On March 19, 1988, the feast of Saint Joseph, Father Carlos Miguel Buela founded the Institute Servants of the Lord and the Virgin of Matará (Servidoras del Señor y de la Virgen de Matará; SSVM), the female branch of the Institute of the Incarnate Word (IVE).
The founder’s purpose was the “desire to give spouses to Jesus Christ according to his Heart”, and the occasion came when some women expressed their will to consecrate themselves to God, living the spirituality of the IVE. As Saint John Paul II wrote in his letter on the dignity of women: “Women, called from the very ‘beginning’ to be loved and to love, in a vocation to virginity find Christ first of all as the Redeemer who ‘loved until the end’ through his total gift of self; and they respond to this gift with a ‘sincere gift’ of their whole lives.” (Mulieris Dignitatem, 20)
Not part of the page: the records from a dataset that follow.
impl<'db> SqliteProjectRepository<'db> {
    pub fn new(db: &'db Database) -> Self {
        Self { db }
    }

    fn find_one(&self, sql: &str, key: &str) -> StorageResult<Option<Project>> {
        self.db
            .conn()
            .query_row(sql, params![key], ProjectRow::from_row)
            .optional()?
            .map(ProjectRow::into_project)
            .transpose()
    }
}

impl ProjectRepository for SqliteProjectRepository<'_> {
    fn create(&self, project: &Project) -> StorageResult<()> {
        self.db.conn().execute(
            "INSERT INTO projects (id, name, description, created_at, updated_at)
             VALUES (?1, ?2, ?3, ?4, ?5)",
            params![
                project.id.as_str(),
                project.name,
                project.description,
                to_text(project.created_at),
                to_text(project.updated_at),
            ],
        )?;
        Ok(())
    }

    fn find_by_id(&self, id: &ProjectId) -> StorageResult<Option<Project>> {
        self.find_one(
            "SELECT id, name, description, created_at, updated_at FROM projects WHERE id = ?1",
            id.as_str(),
        )
    }

    fn find_by_name(&self, name: &str) -> StorageResult<Option<Project>> {
        self.find_one(
            "SELECT id, name, description, created_at, updated_at FROM projects
             WHERE name = ?1 COLLATE NOCASE ORDER BY rowid LIMIT 1",
            name.trim(),
        )
    }

    fn find_all(&self) -> StorageResult<Vec<Project>> {
        let mut stmt = self.db.conn().prepare(
            "SELECT id, name, description, created_at, updated_at FROM projects
             ORDER BY name COLLATE NOCASE, rowid",
        )?;
        let rows = stmt
            .query_map([], ProjectRow::from_row)?
            .collect::<Result<Vec<_>, _>>()?;
        rows.into_iter().map(ProjectRow::into_project).collect()
    }

    fn update(
        &self,
        id: &ProjectId,
        patch: &ProjectPatch,
        now: DateTime<Utc>,
    ) -> StorageResult<Option<Project>> {
        let Some(current) = self.find_by_id(id)? else {
            return Ok(None);
        };

        let next = current.apply(patch, now);
        self.db.conn().execute(
            "UPDATE projects SET name = ?2, description = ?3, updated_at = ?4 WHERE id = ?1",
            params![
                next.id.as_str(),
                next.name,
                next.description,
                to_text(next.updated_at),
            ],
        )?;
        Ok(Some(next))
    }

    fn delete(&self, id: &ProjectId) -> StorageResult<bool> {
        // todos.project_id is ON DELETE SET NULL
        let changed = self
            .db
            .conn()
            .execute("DELETE FROM projects WHERE id = ?1", params![id.as_str()])?;
        Ok(changed > 0)
    }
}

// --- tags ------------------------------------------------------------------

struct TagRow {
    id: String,
    name: String,
    color: Option<String>,
    created_at: String,
}

impl TagRow {
    fn from_row(row: &Row<'_>) -> rusqlite::Result<Self> {
        Ok(Self {
            id: row.get("id")?,
            name: row.get("name")?,
            color: row.get("color")?,
            created_at: row.get("created_at")?,
        })
    }

    fn into_tag(self) -> StorageResult<Tag> {
        Ok(Tag {
            id: parse_field("tags.id", &self.id)?,
            name: self.name,
            color: self.color,
            created_at: parse_time("tags.created_at", &self.created_at)?,
        })
    }
}

#[derive(Clone, Copy)]
pub struct SqliteTagRepository<'db> {
    db: &'db Database,
}

impl<'db> SqliteTagRepository<'db> {
    pub fn new(db: &'db Database) -> Self {
        Self { db }
    }

    fn find_one(&self, sql: &str, key: &str) -> StorageResult<Option<Tag>> {
        self.db
            .conn()
            .query_row(sql, params![key], TagRow::from_row)
            .optional()?
            .map(TagRow::into_tag)
            .transpose()
    }
}

impl TagRepository for SqliteTagRepository<'_> {
    fn create(&self, tag: &Tag) -> StorageResult<()> {
        self.db.conn().execute(
            "INSERT INTO tags (id, name, color, created_at) VALUES (?1, ?2, ?3, ?4)",
            params![tag.id.as_str(), tag.name, tag.color, to_text(tag.created_at)],
        )?;
        Ok(())
    }

    fn find_by_id(&self, id: &TagId) -> StorageResult<Option<Tag>> {
        self.find_one(
            "SELECT id, name, color, created_at FROM tags WHERE id = ?1",
            id.as_str(),
        )
    }

    fn find_by_name(&self, name: &str) -> StorageResult<Option<Tag>> {
        self.find_one(
            "SELECT id, name, color, created_at FROM tags WHERE name = ?1",
            &Tag::normalize(name),
        )
    }

    fn find_all(&self) -> StorageResult<Vec<Tag>> {
        let mut stmt = self
            .db
            .conn()
            .prepare("SELECT id, name, color, created_at FROM tags ORDER BY name")?;
        let rows = stmt
            .query_map([], TagRow::from_row)?
            .collect::<Result<Vec<_>, _>>()?;
        rows.into_iter().map(TagRow::into_tag).collect()
    }

    fn delete(&self, id: &TagId) -> StorageResult<bool> {
        let changed = self
            .db
            .conn()
            .execute("DELETE FROM tags WHERE id = ?1", params![id.as_str()])?;
        Ok(changed > 0)
    }
}

// --- subtasks --------------------------------------------------------------

struct SubtaskRow {
    id: String,
    todo_id: String,
    title: String,
    completed: bool,
    position: i64,
    created_at: String,
    updated_at: String,
}

impl SubtaskRow {
    fn from_row(row: &Row<'_>) -> rusqlite::Result<Self> {
        Ok(Self {
            id: row.get("id")?,
            todo_id: row.get("todo_id")?,
            title: row.get("title")?,
            completed: row.get("completed")?,
            position: row.get("position")?,
            created_at: row.get("created_at")?,
            updated_at: row.get("updated_at")?,
        })
    }

    fn into_subtask(self) -> StorageResult<Subtask> {
        let position = u32::try_from(self.position).map_err(|_| {
            StorageError::InvalidData(format!("invalid position {} in subtasks.position", self.position))
        })?;

        Ok(Subtask {
            id: parse_field("subtasks.id", &self.id)?,
            todo_id: parse_field("subtasks.todo_id", &self.todo_id)?,
            title: self.title,
            completed: self.completed,
            position,
            created_at: parse_time("subtasks.created_at", &self.created_at)?,
            updated_at: parse_time("subtasks.updated_at", &self.updated_at)?,
        })
    }
}

#[derive(Clone, Copy)]
pub struct SqliteSubtaskRepository<'db> {
    db: &'db Database,
}

impl<'db> SqliteSubtaskRepository<'db> {
    pub fn new(db: &'db Database) -> Self {
        Self { db }
    }
}
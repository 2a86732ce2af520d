//! Todo list filters
//!
//! [`TodoFilter`] holds the column filters a repository can evaluate on its
//! own. [`DueFilter`] depends on the current time and is applied by the
//! service layer on top of the repository result.

use chrono::{DateTime, Duration, Utc};

use super::id::{ProjectId, TagId};
use super::todo::{Priority, Todo, TodoStatus};

/// Column filters for listing todos
#[derive(Debug, Clone, Default, PartialEq)]
pub struct TodoFilter {
    pub status: Option<TodoStatus>,
    pub priority: Option<Priority>,
    pub project_id: Option<ProjectId>,
    pub tag_id: Option<TagId>,
}

impl TodoFilter {
    pub fn matches(&self, todo: &Todo) -> bool {
        self.status.map_or(true, |s| todo.status == s)
            && self.priority.map_or(true, |p| todo.priority == p)
            && self
                .project_id
                .as_ref()
                .map_or(true, |p| todo.project_id.as_ref() == Some(p))
            && self.tag_id.as_ref().map_or(true, |t| todo.has_tag(t))
    }
}

/// Due-date filter, evaluated against a reference time
#[derive(Debug, Clone, Copy, PartialEq, Eq)]
pub enum DueFilter {
    /// Due before now and not completed
    Overdue,
    /// Due within the current UTC day
    DueToday,
    /// Due between now and now + the given number of days
    DueWithin(u32),
}

impl DueFilter {
    pub fn matches(&self, todo: &Todo, now: DateTime<Utc>) -> bool {
        let Some(due) = todo.due_date else {
            return false;
        };

        match self {
            DueFilter::Overdue => todo.is_overdue(now),
            DueFilter::DueToday => due.date_naive() == now.date_naive(),
            DueFilter::DueWithin(days) => {
                // a window reaching past the last representable date is unbounded
                let end = Duration::try_days(i64::from(*days))
                    .and_then(|window| now.checked_add_signed(window));
                due >= now && end.map_or(true, |end| due <= end)
            }
        }
    }
}
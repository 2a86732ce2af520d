//! # Storage Layer
//!
//! Persistence for todos and their satellite records.
//!
//! ## Layout
//!
//! | Data | Format | Location |
//! |------|--------|----------|
//! | Todos, edges, projects, tags, subtasks, activity | SQLite | `.todo/todo.db` |
//! | Workspace config | TOML | `.todo/config.toml` |
//! | Global config | TOML | platform config dir |
//!
//! ## Concurrency Safety
//!
//! - The database runs in WAL mode with a busy timeout
//! - Multi-row writes, and each change together with its activity row, run
//!   in one transaction (`TodoRepository::atomically`)
//! - Foreign keys cascade deletes from todos to edges, links, subtasks and
//!   activity rows
//!
//! ## Key Types
//!
//! - [`Workspace`] - Entry point for a `.todo/` directory
//! - [`Database`] - Connection shared by all SQLite repositories
//! - [`TodoRepository`] and friends - Repository contracts
//! - `memory::InMemoryStore` - Fake backing store, compiled for tests only

mod config;
mod database;
#[cfg(test)]
pub(crate) mod memory;
mod repository;
mod sqlite;
mod workspace;

pub use config::{Config, ConfigError, GlobalConfig, OutputFormat, WorkspaceConfig, WORKSPACE_DIR};
pub use database::Database;
#[cfg(test)]
pub(crate) use memory::InMemoryStore;
pub use repository::{
    ActivityRepository, ProjectRepository, StorageError, StorageResult, SubtaskRepository,
    TagRepository, TodoRepository,
};
pub use sqlite::{
    SqliteActivityRepository, SqliteProjectRepository, SqliteSubtaskRepository,
    SqliteTagRepository, SqliteTodoRepository,
};
pub use workspace::{Workspace, WorkspaceError};
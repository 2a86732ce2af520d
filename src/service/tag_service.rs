//! Tag use cases
//!
//! Attaching and detaching tags lives on [`super::TodoService`] since those
//! are recorded in the todo's activity log.

use tracing::info;

use super::clock::{Clock, SystemClock};
use super::error::{ServiceError, ServiceResult};
use crate::domain::{Tag, TagId};
use crate::storage::TagRepository;

pub struct TagService<G, C = SystemClock> {
    tags: G,
    clock: C,
}

impl<G, C> TagService<G, C>
where
    G: TagRepository,
    C: Clock,
{
    pub fn new(tags: G, clock: C) -> Self {
        Self { tags, clock }
    }

    pub fn create(&self, name: &str, color: Option<String>) -> ServiceResult<Tag> {
        let name = Tag::normalize(name);
        if name.is_empty() {
            return Err(ServiceError::Validation(
                "Tag name must not be empty".to_string(),
            ));
        }
        if self.tags.find_by_name(&name)?.is_some() {
            return Err(ServiceError::AlreadyExists { entity: "Tag", name });
        }

        let now = self.clock.now();
        let mut tag = Tag::new(TagId::generate(&name, now), &name, now);
        tag.color = color.filter(|c| !c.trim().is_empty());

        self.tags.create(&tag)?;
        info!(tag_id = %tag.id, name = %tag.name, "created tag");
        Ok(tag)
    }

    /// Looks a tag up by id, then by name
    pub fn resolve(&self, key: &str) -> ServiceResult<Tag> {
        if let Ok(id) = key.parse::<TagId>() {
            if let Some(tag) = self.tags.find_by_id(&id)? {
                return Ok(tag);
            }
        }
        self.tags
            .find_by_name(key)?
            .ok_or_else(|| ServiceError::NotFound {
                entity: "Tag",
                id: key.to_string(),
            })
    }

    pub fn list(&self) -> ServiceResult<Vec<Tag>> {
        Ok(self.tags.find_all()?)
    }

    /// Deletes a tag and unlinks it from every todo
    pub fn delete(&self, key: &str) -> ServiceResult<Tag> {
        let tag = self.resolve(key)?;
        self.tags.delete(&tag.id)?;
        info!(tag_id = %tag.id, "deleted tag");
        Ok(tag)
    }
}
The sisters take their name from the Cross of Matará, a wooden cross made by an Indian after having learned the catechism from the missionaries in Santiago del Estero, Argentina. This cross, which is the oldest known in the territory of present-day Argentina and was on the cover of the Argentine Missal, also became a symbol and part of the habit of our sisters to remember that we want to know nothing … except Jesus Christ, and Him crucified (1 Cor 2,2).